La discussion de la « Déclaration de Bruxelles » |19| et l’examen de l’intense activité de publication à laquelle se livrent les AAM à partir de 1980 excède le cadre de cet article. Relevons seulement que cette activité est marquée à la fois par l’ouverture à des contributions internationales, surtout françaises, mais aussi par une séparation quasi complète entre travaux d’analyse, mieux outillés, mais confinés dans l’érudition |20|, et études prospectives, malheureusement marquées au sceau des recettes infantiles, simili-disneyennes, des frères Léon et Rob Krier |21|.

4. La récupération libérale du mouvement des « luttes urbaines » et le retour discret du mythe métropolitain

Au début des années ’80, une alliance objective se noue entre la classe des décideurs politiques et les détenteurs du capital dont la stratégie délocalisatrice inaugurée au cours des années ’50 avait provoqué les contradictions apparemment insurmontables vécues dans la fièvre au cours des seventies.
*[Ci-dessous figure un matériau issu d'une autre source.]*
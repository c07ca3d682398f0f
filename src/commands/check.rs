// Conflict and interpreter checks

use crate::error::{exit_codes, Result};
use crate::interpreter::InterpreterRegistry;
use crate::repository::TranslatorRepository;

/// Included script translators whose interpreter is not runnable here
pub fn missing_backends(
    repository: &TranslatorRepository,
    interpreters: &InterpreterRegistry,
) -> Vec<(String, String)> {
    repository
        .included_translators()
        .iter()
        .filter_map(|definition| {
            let kind = definition.interpreter()?;
            (!interpreters.get(kind).runnable())
                .then(|| (definition.name.to_string(), kind.name().to_string()))
        })
        .collect()
}

/// Synchronize with conflict detection; conflicts surface as errors
pub fn execute(repository: &mut TranslatorRepository) -> Result<i32> {
    repository.sync(true)?;

    let interpreters = InterpreterRegistry::new();
    let missing = missing_backends(repository, &interpreters);
    let included = repository.get_included_translators_with_levels().len();

    if missing.is_empty() {
        println!("No conflicts among {included} included translators");
        return Ok(exit_codes::SUCCESS);
    }

    for (translator, interpreter) in &missing {
        println!("{translator}: interpreter '{interpreter}' is not available");
    }
    Ok(exit_codes::MISSING_BACKEND)
}

#[cfg(test)]
mod tests {
    use super::*;
    use crate::config::Config;
    use crate::filesystem::MemoryDirectoryLister;
    use std::sync::Arc;

    #[test]
    fn test_command_line_translators_never_miss_a_backend() {
        let lister = MemoryDirectoryLister::new().with_file(
            "/sys/svg2pdf.transdef1",
            "OUTPUT_EXTENSIONS = .pdf\nCOMMAND_LINE = rsvg-convert -f pdf -o $out $in\n",
        );
        let config = Config::default()
            .with_installation_directory("/sys")
            .with_user_directory("/usr");
        let mut repo =
            TranslatorRepository::with_lister(Arc::new(config), Arc::new(lister)).unwrap();
        repo.sync(true).unwrap();

        assert!(missing_backends(&repo, &InterpreterRegistry::new()).is_empty());
    }

    #[cfg(not(feature = "embedded-python"))]
    #[test]
    fn test_builtin_python_is_missing_without_feature() {
        let lister = MemoryDirectoryLister::new().with_file(
            "/sys/dot2pdf.transdef2",
            "OUTPUT_EXTENSIONS: .pdf\nTRANSLATOR_INTERPRETER: builtin-python\nTRANSLATOR_FUNCTION: pass\n",
        );
        let config = Config::default()
            .with_installation_directory("/sys")
            .with_user_directory("/usr");
        let mut repo =
            TranslatorRepository::with_lister(Arc::new(config), Arc::new(lister)).unwrap();
        repo.sync(true).unwrap();

        assert_eq!(
            missing_backends(&repo, &InterpreterRegistry::new()),
            vec![("dot2pdf".to_string(), "builtin-python".to_string())]
        );
    }
}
Décideurs politiques et détenteurs du capital mettent alors en œuvre une tactique qui, tout en accordant aux revendications des luttes urbaines les apparences de l’acquiescement, permettent à la stratégie patronale de poursuivre discrètement, et à la faveur d’un habile mea culpa, ses visées conquérantes |22|. Toutes les pratiques à travers lesquelles s’administrent aujourd’hui les transformations de la réalité urbaine relèvent encore de cette tactique. Elles appartiennent à ce qu’il est convenu d’appeler la « démocratisation des procédures de décision en matière d’urbanisme » |23|.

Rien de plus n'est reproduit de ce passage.